Wednesday, January 03, 2007

Workout Wednesdays: An Introduction

What’s that you say? It’s the New Year, and you want to fulfill your resolution to get more exercise? But you can’t get movin’ unless your ears are groovin’, and a playlist just won’t do? Because you need a steady pulse of beats-per-minute, in one long, more or less seamlessly-edited chunk—preferably tailored to one paunchy white guy’s idiosyncratic musical taste?

Well, today’s your lucky day, bunkie!

Three things happened to me in the spring of 2005 that have radically changed the way I experience music; I left behind the day job to write full-time, I got my first MP3 player, and I started going to the gym regularly.

In the writer-cum-house husband gig, radio receded to NPR, murmuring softly in the kitchen. I could listen to music at my desk, of course—as long as I kept the volume low so as not to disturb the kids. What shifted was my context for listening to music privately—from the car to the treadmill—and with it came a shift in what I needed from that private music. I flailed for a while, trying to figure out what that meant, trying to figure out how it worked.

What I needed, basically, was steady four-on-the-floor, something to keep me picking ‘em up and putting ‘em down. The content of my listening morphed to fit the need. Jazz and the odd-metered folk music I love fell away; IDM and electronica crept in. (The white guitar rock that’s always been my lodestar stayed, its stompy-boots left-right translating easily to the new context.)

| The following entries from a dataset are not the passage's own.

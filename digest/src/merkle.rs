//! Merkle root aggregation over vote digests.
//!
//! Blocks commit to their votes through a single root rather than by
//! hashing every vote into the seal header. Pairing operates on the hex
//! text of each digest, so the root is reproducible from serialized data
//! without access to the original vote bytes.

use tally_types::Digest;

use crate::hash::sha256_hex_multi;

/// Fold a list of digests into a single Merkle root.
///
/// Adjacent digests are combined by hashing the concatenation of their
/// hex text. A level with an odd count duplicates its last digest. The
/// empty list folds to the zero sentinel and a single digest is its own
/// root. Order-sensitive: admission order is part of the commitment.
pub fn compute_root(digests: &[Digest]) -> Digest {
    let mut level: Vec<Digest> = digests.to_vec();
    loop {
        match level.as_slice() {
            [] => return Digest::zero(),
            [root] => return root.clone(),
            _ => {}
        }
        level = level
            .chunks(2)
            .map(|pair| {
                let left = &pair[0];
                let right = pair.get(1).unwrap_or(left);
                sha256_hex_multi(&[left.as_str().as_bytes(), right.as_str().as_bytes()])
            })
            .collect();
    }
}
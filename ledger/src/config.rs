//! Ledger configuration with TOML file support.

use serde::{Deserialize, Serialize};

use crate::error::LedgerError;

/// Configuration for a vote ledger.
///
/// Can be loaded from a TOML file via [`LedgerConfig::from_toml_file`] or
/// built programmatically (e.g. for tests).
#[derive(Clone, Debug, Serialize, Deserialize)]
pub struct LedgerConfig {
    /// Required leading `'0'` hex characters of every block hash.
    ///
    /// Sealing cost grows sixteenfold per unit, so this directly controls
    /// how long a seal (and the admission that triggers it) can take.
    #[serde(default = "default_difficulty")]
    pub difficulty: u32,

    /// Pending votes that trigger an automatic seal.
    #[serde(default = "default_max_votes_per_block")]
    pub max_votes_per_block: usize,
}

// ── Serde default helpers ──────────────────────────────────────────────

fn default_difficulty() -> u32 {
    4
}

fn default_max_votes_per_block() -> usize {
    10
}

// ── Impl ───────────────────────────────────────────────────────────────

impl LedgerConfig {
    /// Load configuration from a TOML file.
    pub fn from_toml_file(path: &str) -> Result<Self, LedgerError> {
        let content =
            std::fs::read_to_string(path).map_err(|e| LedgerError::Config(e.to_string()))?;
        Self::from_toml_str(&content)
    }

    /// Parse configuration from a TOML string.
    pub fn from_toml_str(s: &str) -> Result<Self, LedgerError> {
        toml::from_str(s).map_err(|e| LedgerError::Config(e.to_string()))
    }

    /// Serialize the configuration to a TOML string.
    pub fn to_toml_string(&self) -> String {
        toml::to_string_pretty(self).expect("LedgerConfig is always serializable to TOML")
    }
}

impl Default for LedgerConfig {
    fn default() -> Self {
        Self {
            difficulty: default_difficulty(),
            max_votes_per_block: default_max_votes_per_block(),
        }
    }
}
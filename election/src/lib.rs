//! Election facade over the vote ledger and tamper monitor.
//!
//! [`Election`] is the one entry point an embedder needs: it owns the
//! ledger and the monitor under a single lock, captures wall-clock time
//! at each admission, seal, and audit, and keeps running counters for
//! operator dashboards.

pub mod election;

pub use election::{Election, ElectionReport};
//! Shared utilities for the tally ledger.

pub mod logging;
pub mod stats;

pub use logging::{init_test_tracing, init_tracing};
pub use stats::StatsCounter;
//! Statistics collection and reporting utilities.

use std::collections::HashMap;
use std::sync::atomic::{AtomicU64, Ordering};

/// A thread-safe counter collection keyed by a fixed set of names.
///
/// Counters for unknown names are silently ignored rather than created,
/// so the set of reported metrics is decided once at construction.
pub struct StatsCounter {
    names: Vec<&'static str>,
    counters: HashMap<&'static str, AtomicU64>,
}

impl StatsCounter {
    pub fn new(names: &[&'static str]) -> Self {
        let mut counters = HashMap::new();
        for &name in names {
            counters.insert(name, AtomicU64::new(0));
        }
        Self {
            names: names.to_vec(),
            counters,
        }
    }

    pub fn increment(&self, name: &str) {
        if let Some(counter) = self.counters.get(name) {
            counter.fetch_add(1, Ordering::Relaxed);
        }
    }

    pub fn get(&self, name: &str) -> u64 {
        self.counters
            .get(name)
            .map(|c| c.load(Ordering::Relaxed))
            .unwrap_or(0)
    }

    /// Current values in construction order, for deterministic reporting.
    pub fn snapshot(&self) -> Vec<(&'static str, u64)> {
        self.names
            .iter()
            .map(|&name| (name, self.get(name)))
            .collect()
    }
}
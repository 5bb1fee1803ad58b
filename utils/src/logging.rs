//! Structured logging initialization via `tracing`.

use tracing_subscriber::EnvFilter;

/// Initialize the tracing subscriber with sensible defaults.
///
/// Respects the `RUST_LOG` environment variable for filtering and falls
/// back to `info` when it is unset.
pub fn init_tracing() {
    tracing_subscriber::fmt()
        .with_env_filter(
            EnvFilter::try_from_default_env().unwrap_or_else(|_| EnvFilter::new("info")),
        )
        .init();
}

/// Like [`init_tracing`] but tolerant of repeated calls, for test binaries
/// where several cases race to install the subscriber.
pub fn init_test_tracing() {
    let _ = tracing_subscriber::fmt()
        .with_env_filter(
            EnvFilter::try_from_default_env().unwrap_or_else(|_| EnvFilter::new("debug")),
        )
        .with_test_writer()
        .try_init();
}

But playlists, no matter how lovingly assembled, never gave me the steady flow I needed to keep my ticker pumping between 145 and 155. About the time I was realizing this, I discovered two invaluable tools—the free audio editor Audacity, and MixMeister’s free beat-counting tool. The latter, though not perfect, still allowed me to get a ballpark idea of what I needed, and the former gave me the ability to create it.

These mixes have been a blast to make, and I have a blast working out on ‘em. Even cycling through so that I only hear a given mix once every few weeks, I’ve kept on the prowl for suitable material, and that’s led me to a lot of great new music. Some of the old favorites show up, too, and it amuses me to see how the context differs from or cleaves to that of the old mixtapes. And it’s been satisfying to assemble songs, to beatmatch outros and intros by ear and eye, to have happy accidents or inspirations in building a mood or a theme. I’m not laying claim to mad DJ skillz, but I do dig the vibe and the segues in some of these.

The project has continued as the regime has evolved. New disciplines have demanded new beat counts. A six-week cycle has crystallized, five days a week, a different machine each day, and a shedload of custom MP3 mixes—thirty and counting. And over the next half-year or so, I’ll be sharing them with you, one a week.

Or you could just buy the new LCD Soundsystem. It’s your call.